Sydney, 04 April 2016- Despite softening price and slowing rental growth from the strong results in the past few years, rapid declines in value for Australian residential markets are not expected according to the latest Australia Residential MarketView report from CBRE.
CBRE Senior Research Manager, Sam Reilly, said economic growth is forecast to improve modestly throughout 2016 and stability in the labour market will significantly reduce the risk of material falls in property prices.
“However, investor markets are expected to slow as rent growth eases due to new supply entering the market,” Mr Reilly said.
CBRE National Director, Residential Valuations, Duncan Guthrie said investors should start to plan for higher interest rates and lower rates of rental growth.
“Low interest rates are not going to last forever. The cash rate is currently 2%, whereas the long term average since the 1990s sits around the 5% mark,” Mr Guthrie said.

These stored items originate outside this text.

use bytes::{Buf, BufMut, Bytes};

use crate::frame::{Flag, FrameHeader, Kind, Reason, StreamIdentifier};
use crate::{ProtError, ProtResult};

/// 连接级关闭通告, 携带错误码与本端已处理的最后一个对端流号
#[derive(Debug, Clone, PartialEq, Eq)]
pub struct GoAway {
    last_stream_id: StreamIdentifier,
    error_code: Reason,
    debug_data: Bytes,
}

impl GoAway {
    pub fn new(last_stream_id: StreamIdentifier, reason: Reason) -> GoAway {
        GoAway {
            last_stream_id,
            error_code: reason,
            debug_data: Bytes::new(),
        }
    }

    pub fn with_debug_data(
        last_stream_id: StreamIdentifier,
        reason: Reason,
        debug_data: Bytes,
    ) -> GoAway {
        GoAway {
            last_stream_id,
            error_code: reason,
            debug_data,
        }
    }

    pub fn last_stream_id(&self) -> StreamIdentifier {
        self.last_stream_id
    }

    pub fn reason(&self) -> Reason {
        self.error_code
    }

    pub fn debug_data(&self) -> &Bytes {
        &self.debug_data
    }

    pub fn parse(head: FrameHeader, mut payload: Bytes) -> ProtResult<GoAway> {
        if head.length() < 8 {
            return Err(ProtError::library_go_away(Reason::PROTOCOL_ERROR));
        }
        let last_stream_id = StreamIdentifier(payload.get_u32());
        let error_code = payload.get_u32().into();
        Ok(GoAway {
            last_stream_id,
            error_code,
            debug_data: payload,
        })
    }

    pub fn encode<B: BufMut>(&self, buf: &mut B) {
        let head = FrameHeader::new(Kind::GoAway, Flag::zero(), StreamIdentifier::zero());
        head.encode(buf, 8 + self.debug_data.len());
        buf.put_u32(self.last_stream_id.0);
        buf.put_u32(self.error_code.into());
        buf.put_slice(&self.debug_data);
    }
}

“We expect that the Australian economy will begin to strengthen towards the end of the year which will likely raise interest rates in 2017 and beyond.”
The report highlights that when rates rise, investors must consider what the level of rental demand is likely to be at that time.
“Over the next couple of years there will be substantial additions to new residential supply. Investors will therefore need to carefully assess rental markets into which they are planning to invest and develop a long term view on investment performance in a potentially higher interest rate environment,” Mr Guthrie said.
Key capital city trends mentioned in the report include:
Sydney
Building approvals will remain high in 2016 although price growth will revert to sustainable levels after the very strong results over the past few years. Affordability ceilings being reached by households, falling clearance rates and changing buyer sentiment will translate to a lower growth rate. However, Sydney will continue to perform well, as foreign investment is attracted to the city’s relatively low vacancy rates and undersupply.
Melbourne
Melbourne building approvals to decline over 2016 in response to oversupply. Increased supply is now having an impact on rents and vacancy rates which will be felt for at least the medium term. Capital growth in the house markets has reduced to a more sustainable level of growth, with established owner occupier suburbs seeing stability in pricing, while fringe areas are seeing softer levels of investor demand.
Brisbane
Queensland markets continue to experience modest levels of capital growth. Demand for residential property restricted by interstate and overseas migration is sitting well below trend. However, the Gold Coast market continues to attract higher prices from foreign investors and the Toowoomba residential market has been boosted by completion of a new airport.
Perth
Adelaide
Canberra
The development market in Canberra remains strong with developers taking a long term view to development timeframes.